Stored data entries
☆ ☆ ☆

pub mod cancel;
pub mod run;
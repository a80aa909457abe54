//! HTTP client for the time-series query service.
//!
//! [`QueryClient`] implements [`tsquery_api::PageFetcher`], so it plugs
//! straight into `tsquery_engine::Paginator`. Retries and timeouts live
//! here, not in the paginator.

pub mod client;
pub mod config;
pub mod error;

pub use client::QueryClient;
pub use config::ClientConfig;
pub use error::ClientError;
//! Human-readable rendering of decoded records.
//!
//! Format: `{factory=plant-1, readings=[{time=..., value=5}], avg=NULL}`.
//! Scalars, arrays and nulls carry their column name; rows and time series
//! do not.

use tsquery_api::{ColumnDescriptor, ColumnKind, Datum, Record};

pub fn render_record(columns: &[ColumnDescriptor], record: &Record) -> String {
    render_fields(columns, record.values())
}

pub fn render_datum(column: &ColumnDescriptor, datum: &Datum) -> String {
    match (&column.kind, datum) {
        (_, Datum::Null) => format!("{}NULL", prefix(column)),
        (ColumnKind::Scalar(_), Datum::Scalar(value)) => format!("{}{value}", prefix(column)),
        (ColumnKind::Array(element), Datum::Array(items)) => {
            let items: Vec<String> = items.iter().map(|item| render_datum(element, item)).collect();
            format!("{}[{}]", prefix(column), items.join(", "))
        }
        (ColumnKind::Row(fields), Datum::Row(values)) => render_fields(fields, values),
        (ColumnKind::TimeSeries(value), Datum::TimeSeries(points)) => {
            let points: Vec<String> = points
                .iter()
                .map(|(time, datum)| format!("{{time={time}, value={}}}", render_datum(value, datum)))
                .collect();
            format!("[{}]", points.join(", "))
        }
        // Not produced by the decoder; fall back to the schema-less form.
        (_, other) => format!("{}{other}", prefix(column)),
    }
}

fn render_fields(columns: &[ColumnDescriptor], values: &[Datum]) -> String {
    let parts: Vec<String> = columns
        .iter()
        .zip(values)
        .map(|(column, datum)| render_datum(column, datum))
        .collect();
    format!("{{{}}}", parts.join(", "))
}

fn prefix(column: &ColumnDescriptor) -> String {
    match &column.name {
        Some(name) => format!("{name}="),
        None => String::new(),
    }
}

☆ ☆ ☆

TASK TO COMPLETE: Extract, exactly, the lines above that begin at the line containing "pub mod client;" and end at the final line of the records; add no other text.

RESPONSE BOX:
pub mod client;
pub mod config;
pub mod error;

pub use client::QueryClient;
pub use config::ClientConfig;
pub use error::ClientError;
//! Human-readable rendering of decoded records.
//!
//! Format: `{factory=plant-1, readings=[{time=..., value=5}], avg=NULL}`.
//! Scalars, arrays and nulls carry their column name; rows and time series
//! do not.

use tsquery_api::{ColumnDescriptor, ColumnKind, Datum, Record};

pub fn render_record(columns: &[ColumnDescriptor], record: &Record) -> String {
    render_fields(columns, record.values())
}

pub fn render_datum(column: &ColumnDescriptor, datum: &Datum) -> String {
    match (&column.kind, datum) {
        (_, Datum::Null) => format!("{}NULL", prefix(column)),
        (ColumnKind::Scalar(_), Datum::Scalar(value)) => format!("{}{value}", prefix(column)),
        (ColumnKind::Array(element), Datum::Array(items)) => {
            let items: Vec<String> = items.iter().map(|item| render_datum(element, item)).collect();
            format!("{}[{}]", prefix(column), items.join(", "))
        }
        (ColumnKind::Row(fields), Datum::Row(values)) => render_fields(fields, values),
        (ColumnKind::TimeSeries(value), Datum::TimeSeries(points)) => {
            let points: Vec<String> = points
                .iter()
                .map(|(time, datum)| format!("{{time={time}, value={}}}", render_datum(value, datum)))
                .collect();
            format!("[{}]", points.join(", "))
        }
        // Not produced by the decoder; fall back to the schema-less form.
        (_, other) => format!("{}{other}", prefix(column)),
    }
}

fn render_fields(columns: &[ColumnDescriptor], values: &[Datum]) -> String {
    let parts: Vec<String> = columns
        .iter()
        .zip(values)
        .map(|(column, datum)| render_datum(column, datum))
        .collect();
    format!("{{{}}}", parts.join(", "))
}

fn prefix(column: &ColumnDescriptor) -> String {
    match &column.name {
        Some(name) => format!("{name}="),
        None => String::new(),
    }
}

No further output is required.